Segment Start: EXTRACTED RECORDS

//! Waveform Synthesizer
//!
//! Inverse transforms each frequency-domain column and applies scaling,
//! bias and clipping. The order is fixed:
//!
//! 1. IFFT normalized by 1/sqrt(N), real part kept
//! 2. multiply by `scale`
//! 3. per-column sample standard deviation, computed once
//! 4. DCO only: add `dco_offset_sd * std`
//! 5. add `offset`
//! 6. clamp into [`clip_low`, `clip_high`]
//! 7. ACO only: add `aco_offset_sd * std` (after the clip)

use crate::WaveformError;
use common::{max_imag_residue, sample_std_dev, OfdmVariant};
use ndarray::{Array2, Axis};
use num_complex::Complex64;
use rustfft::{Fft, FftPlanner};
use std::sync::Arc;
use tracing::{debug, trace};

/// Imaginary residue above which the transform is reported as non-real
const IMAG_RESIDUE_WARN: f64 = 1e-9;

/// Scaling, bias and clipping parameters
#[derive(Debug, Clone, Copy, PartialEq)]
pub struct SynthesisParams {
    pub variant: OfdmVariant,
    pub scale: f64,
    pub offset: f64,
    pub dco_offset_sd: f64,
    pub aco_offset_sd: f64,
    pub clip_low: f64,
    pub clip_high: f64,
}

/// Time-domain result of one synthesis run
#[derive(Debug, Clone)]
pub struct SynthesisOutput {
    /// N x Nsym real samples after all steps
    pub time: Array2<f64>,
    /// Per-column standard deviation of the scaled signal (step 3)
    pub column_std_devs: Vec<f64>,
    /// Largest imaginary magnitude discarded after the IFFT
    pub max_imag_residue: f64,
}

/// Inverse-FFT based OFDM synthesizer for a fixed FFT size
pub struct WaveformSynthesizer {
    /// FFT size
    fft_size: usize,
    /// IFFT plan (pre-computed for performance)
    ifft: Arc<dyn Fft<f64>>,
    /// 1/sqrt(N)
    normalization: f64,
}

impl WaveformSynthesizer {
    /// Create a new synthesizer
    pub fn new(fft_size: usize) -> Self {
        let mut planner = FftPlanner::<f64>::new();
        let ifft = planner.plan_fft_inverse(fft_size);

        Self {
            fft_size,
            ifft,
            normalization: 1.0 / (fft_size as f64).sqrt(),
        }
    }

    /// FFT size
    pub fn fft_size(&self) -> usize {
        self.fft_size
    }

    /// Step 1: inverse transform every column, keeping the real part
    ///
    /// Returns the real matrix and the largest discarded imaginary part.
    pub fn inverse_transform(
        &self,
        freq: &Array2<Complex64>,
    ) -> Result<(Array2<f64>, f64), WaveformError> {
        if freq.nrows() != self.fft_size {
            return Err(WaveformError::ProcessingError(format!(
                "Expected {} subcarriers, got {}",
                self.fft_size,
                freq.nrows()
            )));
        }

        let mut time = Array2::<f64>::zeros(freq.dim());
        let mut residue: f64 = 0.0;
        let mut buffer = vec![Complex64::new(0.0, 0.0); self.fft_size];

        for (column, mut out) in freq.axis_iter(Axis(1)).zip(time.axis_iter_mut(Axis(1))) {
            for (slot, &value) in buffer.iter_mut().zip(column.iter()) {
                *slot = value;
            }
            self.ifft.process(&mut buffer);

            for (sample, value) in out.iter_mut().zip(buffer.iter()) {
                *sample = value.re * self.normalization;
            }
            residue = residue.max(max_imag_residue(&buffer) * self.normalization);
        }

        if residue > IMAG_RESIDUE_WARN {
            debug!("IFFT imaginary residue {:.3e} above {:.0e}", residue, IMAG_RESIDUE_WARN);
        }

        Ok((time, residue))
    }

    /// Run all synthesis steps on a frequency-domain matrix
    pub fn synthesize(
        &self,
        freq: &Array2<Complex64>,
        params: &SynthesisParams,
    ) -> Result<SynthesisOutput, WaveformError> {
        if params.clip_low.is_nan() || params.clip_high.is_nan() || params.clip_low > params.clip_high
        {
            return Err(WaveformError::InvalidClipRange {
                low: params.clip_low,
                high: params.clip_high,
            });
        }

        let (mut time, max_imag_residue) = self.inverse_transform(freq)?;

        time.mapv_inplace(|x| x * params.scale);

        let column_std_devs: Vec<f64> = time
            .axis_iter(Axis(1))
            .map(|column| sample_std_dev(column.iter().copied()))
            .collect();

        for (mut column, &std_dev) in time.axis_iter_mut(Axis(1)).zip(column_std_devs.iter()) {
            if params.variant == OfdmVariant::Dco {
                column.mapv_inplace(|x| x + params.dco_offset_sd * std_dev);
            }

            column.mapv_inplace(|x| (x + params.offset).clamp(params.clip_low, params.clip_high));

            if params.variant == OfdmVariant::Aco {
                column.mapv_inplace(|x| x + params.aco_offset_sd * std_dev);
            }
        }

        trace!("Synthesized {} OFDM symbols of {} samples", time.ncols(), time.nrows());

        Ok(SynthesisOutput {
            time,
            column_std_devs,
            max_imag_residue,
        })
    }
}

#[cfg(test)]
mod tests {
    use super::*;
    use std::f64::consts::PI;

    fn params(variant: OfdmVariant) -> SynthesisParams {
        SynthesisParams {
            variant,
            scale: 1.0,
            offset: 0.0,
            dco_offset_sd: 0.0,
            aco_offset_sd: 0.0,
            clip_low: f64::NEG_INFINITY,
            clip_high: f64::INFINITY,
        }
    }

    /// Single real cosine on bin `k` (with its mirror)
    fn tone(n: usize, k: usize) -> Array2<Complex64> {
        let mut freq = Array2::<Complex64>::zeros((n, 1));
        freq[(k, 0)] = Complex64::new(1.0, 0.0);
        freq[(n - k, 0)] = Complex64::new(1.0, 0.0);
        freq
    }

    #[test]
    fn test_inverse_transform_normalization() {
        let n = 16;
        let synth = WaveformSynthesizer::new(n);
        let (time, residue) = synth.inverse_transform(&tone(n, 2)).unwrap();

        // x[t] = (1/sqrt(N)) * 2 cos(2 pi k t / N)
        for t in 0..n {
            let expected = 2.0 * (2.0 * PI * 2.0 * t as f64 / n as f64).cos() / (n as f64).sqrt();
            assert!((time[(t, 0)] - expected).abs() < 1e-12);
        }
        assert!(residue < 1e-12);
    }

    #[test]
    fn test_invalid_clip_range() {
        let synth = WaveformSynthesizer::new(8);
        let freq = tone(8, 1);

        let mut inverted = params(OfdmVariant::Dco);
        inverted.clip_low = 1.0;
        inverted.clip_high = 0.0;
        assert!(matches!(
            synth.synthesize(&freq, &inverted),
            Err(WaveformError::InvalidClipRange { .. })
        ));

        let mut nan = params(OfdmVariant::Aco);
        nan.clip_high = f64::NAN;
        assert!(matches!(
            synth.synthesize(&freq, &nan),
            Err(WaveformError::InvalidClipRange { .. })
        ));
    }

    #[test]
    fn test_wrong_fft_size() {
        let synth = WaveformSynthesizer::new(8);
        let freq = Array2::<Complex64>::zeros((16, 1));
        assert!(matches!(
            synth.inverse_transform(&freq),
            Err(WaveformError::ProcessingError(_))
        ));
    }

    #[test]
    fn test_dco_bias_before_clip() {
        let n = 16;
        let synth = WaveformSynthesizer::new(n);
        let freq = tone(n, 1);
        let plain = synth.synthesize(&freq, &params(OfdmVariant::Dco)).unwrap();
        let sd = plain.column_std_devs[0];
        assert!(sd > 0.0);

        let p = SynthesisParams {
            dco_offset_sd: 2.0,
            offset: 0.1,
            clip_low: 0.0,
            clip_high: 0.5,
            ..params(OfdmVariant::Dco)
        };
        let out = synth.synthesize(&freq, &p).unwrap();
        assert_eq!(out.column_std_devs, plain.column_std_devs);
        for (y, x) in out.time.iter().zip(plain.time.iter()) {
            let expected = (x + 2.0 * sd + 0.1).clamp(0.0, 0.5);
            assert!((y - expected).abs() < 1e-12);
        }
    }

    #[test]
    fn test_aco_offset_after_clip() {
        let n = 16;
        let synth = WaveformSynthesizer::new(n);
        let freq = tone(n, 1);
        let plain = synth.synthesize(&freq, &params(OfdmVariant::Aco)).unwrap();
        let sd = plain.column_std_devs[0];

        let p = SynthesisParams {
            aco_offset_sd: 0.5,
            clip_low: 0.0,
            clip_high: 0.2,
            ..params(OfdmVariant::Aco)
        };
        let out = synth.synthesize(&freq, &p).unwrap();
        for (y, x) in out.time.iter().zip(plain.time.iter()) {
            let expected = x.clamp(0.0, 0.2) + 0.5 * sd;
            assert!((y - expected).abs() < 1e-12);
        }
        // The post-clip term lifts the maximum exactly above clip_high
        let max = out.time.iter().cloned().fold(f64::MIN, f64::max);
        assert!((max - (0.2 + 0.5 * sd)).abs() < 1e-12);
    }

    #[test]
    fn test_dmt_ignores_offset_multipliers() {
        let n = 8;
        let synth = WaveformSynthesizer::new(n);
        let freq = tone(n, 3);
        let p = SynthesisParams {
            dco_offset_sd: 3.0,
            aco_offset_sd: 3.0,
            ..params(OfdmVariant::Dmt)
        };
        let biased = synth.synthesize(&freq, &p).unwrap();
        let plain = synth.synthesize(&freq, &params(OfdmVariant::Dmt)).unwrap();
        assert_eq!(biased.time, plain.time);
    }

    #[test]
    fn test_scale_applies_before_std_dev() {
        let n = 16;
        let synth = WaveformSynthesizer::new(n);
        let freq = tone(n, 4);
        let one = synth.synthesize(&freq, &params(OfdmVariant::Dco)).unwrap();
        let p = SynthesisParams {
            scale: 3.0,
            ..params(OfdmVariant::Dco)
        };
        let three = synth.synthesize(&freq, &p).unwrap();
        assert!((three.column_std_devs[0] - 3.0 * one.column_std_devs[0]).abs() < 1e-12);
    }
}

Segment End: EXTRACTED RECORDS

Which lines run from the one holding "let mut time" through the one holding "let column_std_devs: Vec<f64> = time" in the records above? Repeat them exactly, both included, and nothing more.

        let mut time = Array2::<f64>::zeros(freq.dim());
        let mut residue: f64 = 0.0;
        let mut buffer = vec![Complex64::new(0.0, 0.0); self.fft_size];

        for (column, mut out) in freq.axis_iter(Axis(1)).zip(time.axis_iter_mut(Axis(1))) {
            for (slot, &value) in buffer.iter_mut().zip(column.iter()) {
                *slot = value;
            }
            self.ifft.process(&mut buffer);

            for (sample, value) in out.iter_mut().zip(buffer.iter()) {
                *sample = value.re * self.normalization;
            }
            residue = residue.max(max_imag_residue(&buffer) * self.normalization);
        }

        if residue > IMAG_RESIDUE_WARN {
            debug!("IFFT imaginary residue {:.3e} above {:.0e}", residue, IMAG_RESIDUE_WARN);
        }

        Ok((time, residue))
    }

    /// Run all synthesis steps on a frequency-domain matrix
    pub fn synthesize(
        &self,
        freq: &Array2<Complex64>,
        params: &SynthesisParams,
    ) -> Result<SynthesisOutput, WaveformError> {
        if params.clip_low.is_nan() || params.clip_high.is_nan() || params.clip_low > params.clip_high
        {
            return Err(WaveformError::InvalidClipRange {
                low: params.clip_low,
                high: params.clip_high,
            });
        }

        let (mut time, max_imag_residue) = self.inverse_transform(freq)?;

        time.mapv_inplace(|x| x * params.scale);

        let column_std_devs: Vec<f64> = time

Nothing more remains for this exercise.